Postby TorqueHorse » Thu 12.08.2021, 03:42

Losing my cool

Well, I put everything back together, with no apparent leaks from the outside - check! :) Cranked it over by hand for quite a few times to hopefully get some oil moving and listen for any last hints of misalignment - check! :D It had been almost 1 year exactly sine I last turned her over; everything sounded good - check! :-D This is going to be great, so I proceeded to turn her over, and - pflat! :shock: No joy :( Coolant is leaking in there somewhere still, and she stalls immediately unless I'm feathering the gas pedal :x

Here is a video of like the third try. Besides the stalling, and white smoke, you can see some bubbles sneaking past the gasket from the exhaust manifold to the turbo, and then drops of coolant coming out at the precat/downpipe connection. Whatever leak it is still seems just combustion to coolant, with the oil looking clean and emulsion free.

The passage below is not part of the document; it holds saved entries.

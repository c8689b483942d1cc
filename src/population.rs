use crate::{err::Result, network::Network};
use serde_json::Value;
use std::fmt::Debug;

/// node id within its population
pub type NodeId = u64;

/// Whether an edge population is internal to the network or feeds it from
/// virtual (spike source) nodes.
#[derive(Debug, Clone, Copy, PartialEq, Eq)]
pub enum ConnectionType {
    /// Both ends are simulated.
    Recurrent,
    /// Source population holds only virtual nodes.
    Virtual,
}

impl ConnectionType {
    /// Classify a connection between two registered populations.
    ///
    /// Targets consisting only of virtual nodes never get this far; the
    /// network rejects them.
    pub fn between(src: &dyn NodePopulation, trg: &dyn NodePopulation) -> Self {
        if src.virtual_nodes_only() || trg.virtual_nodes_only() {
            ConnectionType::Virtual
        } else {
            ConnectionType::Recurrent
        }
    }
}

pub trait NodePopulation: Debug {
    /// Unique across the network.
    fn name(&self) -> &str;
    /// Members, in population order.
    fn node_ids(&self) -> &[NodeId];
    fn size(&self) -> usize {
        self.node_ids().len()
    }
    /// Virtual and non-virtual nodes side by side.
    fn mixed_nodes(&self) -> bool;
    /// Only virtual nodes, ie never a synaptic target.
    fn virtual_nodes_only(&self) -> bool;
    /// Attribute of one member; `None` if the node or the key is unknown.
    fn attribute(&self, node_id: NodeId, key: &str) -> Option<Value>;
    /// Called once by the network, before the population is registered.
    fn initialize(&mut self, network: &Network) -> Result<()>;
}

pub trait EdgePopulation: Debug {
    fn name(&self) -> &str;
    /// Name of the source node population.
    fn source_nodes(&self) -> &str;
    /// Name of the target node population.
    fn target_nodes(&self) -> &str;
    /// `None` until the network called `set_connection_type`.
    fn connection_type(&self) -> Option<ConnectionType>;
    fn recurrent_connections(&self) -> bool {
        self.connection_type() == Some(ConnectionType::Recurrent)
    }
    fn virtual_connections(&self) -> bool {
        self.connection_type() == Some(ConnectionType::Virtual)
    }
    /// Called once by the network, before the endpoints are checked.
    fn initialize(&mut self, network: &Network) -> Result<()>;
    /// Hand over the resolved endpoints.
    fn set_connection_type(&mut self, src: &dyn NodePopulation, trg: &dyn NodePopulation);
}
#[test]
fn node_set_references_from_json() {
    let (mut net, io) = recording();
    net.add_nodes(internal("v1", 4)).unwrap();

    let spec = net.node_set_spec(&json!({"node_id": [1, 3]})).unwrap();
    assert_eq!(net.resolve_node_set(spec).unwrap()["v1"], vec![1, 3]);
    let spec = net.node_set_spec(&json!("v1")).unwrap();
    assert_eq!(net.resolve_node_set(spec).unwrap()["v1"], vec![0, 1, 2, 3]);
    assert_eq!(io.count(Level::Exception), 0);

    let err = net.node_set_spec(&json!(42)).unwrap_err();
    assert!(matches!(err, Error::UnknownNodeSet(_)));
    assert_eq!(io.count(Level::Exception), 1);
}

#[test]
fn population_names_are_reserved_node_sets() {
    let (mut net, io) = recording();
    net.add_nodes(internal("v1", 4)).unwrap();

    let err = net.add_node_set("v1", NodeFilter::Ids(vec![0])).unwrap_err();
    assert!(matches!(err, Error::ReservedNodeSet(ref n) if n == "v1"));
    assert_eq!(io.count(Level::Exception), 1);
    assert_eq!(net.resolve_node_set("v1").unwrap()["v1"], vec![0, 1, 2, 3]);
}

#[test]
fn populations_cannot_take_over_node_sets() {
    let (mut net, io) = recording();
    net.add_node_set("lgn", NodeFilter::Ids(vec![0])).unwrap();

    let err = net.add_nodes(virtual_only("lgn", 2)).unwrap_err();
    assert!(matches!(err, Error::ReservedNodeSet(ref n) if n == "lgn"));
    assert_eq!(io.count(Level::Exception), 1);
    assert!(net.node_population("lgn").is_none());
    assert_eq!(net.state(), State::Empty);
    assert_eq!(net.get_node_set("lgn").unwrap().filter(), &NodeFilter::Ids(vec![0]));
}

#[test]
fn mixed_population_is_a_warning() {
    let (mut net, io) = recording();
    net.add_nodes(mixed("v1", 3, 2)).unwrap();
    assert_eq!(io.count(Level::Warning), 1);
    assert_eq!(io.count(Level::Exception), 0);
    assert!(io.messages()[0].1.contains("Node population v1 contains both virtual and non-virtual"));
    assert!(net.node_set("v1").is_some());
}

#[test]
fn edges_need_registered_endpoints() {
    let (mut net, io) = recording();
    net.add_nodes(internal("v1", 3)).unwrap();

    let err = net.add_edges(edges("x_v1", "x", "v1")).unwrap_err();
    assert!(matches!(err, Error::MissingSourcePopulation { ref source_nodes, .. } if source_nodes == "x"));

    let err = net.add_edges(edges("v1_x", "v1", "x")).unwrap_err();
    assert!(matches!(err, Error::InvalidTargetPopulation { ref target_nodes, .. } if target_nodes == "x"));

    assert_eq!(net.edge_populations().count(), 0);
    assert_eq!(io.count(Level::Exception), 2);
}

#[test]
fn virtual_targets_are_rejected() {
    let (mut net, _) = recording();
    net.add_nodes(internal("A", 10)).unwrap();
    net.add_nodes(virtual_only("B", 5)).unwrap();

    let err = net.add_edges(edges("A_to_B", "A", "B")).unwrap_err();
    assert!(matches!(err, Error::InvalidTargetPopulation { ref edges, .. } if edges == "A_to_B"));
    assert_eq!(net.edge_populations().count(), 0);

    net.add_edges(edges("B_to_A", "B", "A")).unwrap();
    let all = net.edge_populations().collect::<Vec<_>>();
    assert_eq!(all.len(), 1);
    assert!(!all[0].recurrent_connections());
    assert_eq!(all[0].connection_type(), Some(ConnectionType::Virtual));
    assert!(net.recurrent_edges().is_empty());
    assert_eq!(net.virtual_edges().len(), 1);
}

#[test]
fn recurrent_edges_are_internal_to_internal() {
    let (mut net, _) = recording();
    net.add_nodes(internal("v1", 4)).unwrap();
    net.add_nodes(mixed("lm", 2, 2)).unwrap();
    net.add_nodes(virtual_only("lgn", 4)).unwrap();

    net.add_edges(edges("v1_v1", "v1", "v1")).unwrap();
    net.add_edges(edges("lgn_v1", "lgn", "v1")).unwrap();
    net.add_edges(edges("v1_lm", "v1", "lm")).unwrap();
    // names may repeat
    net.add_edges(edges("v1_v1", "v1", "v1")).unwrap();

    let all = net.edge_populations().map(|e| e.name()).collect::<Vec<_>>();
    assert_eq!(all, vec!["v1_v1", "lgn_v1", "v1_lm", "v1_v1"]);
    let recurrent = net.recurrent_edges().iter().map(|e| e.name()).collect::<Vec<_>>();
    assert_eq!(recurrent, vec!["v1_v1", "v1_lm", "v1_v1"]);
    let virt = net.virtual_edges().iter().map(|e| e.name()).collect::<Vec<_>>();
    assert_eq!(virt, vec!["lgn_v1"]);
}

I'll try and run a leakdown test this weekend, but really at this point I don't see anything other than just pulling her again and getting magnafluxed for cracks, just to be sure. Probably just skim the deck and head too, and might even rebore depending on what the crack checking finds out (yes, I know, I'm building a time machine right now to go back and tell Matt from a year ago to do that to begin with ;) ).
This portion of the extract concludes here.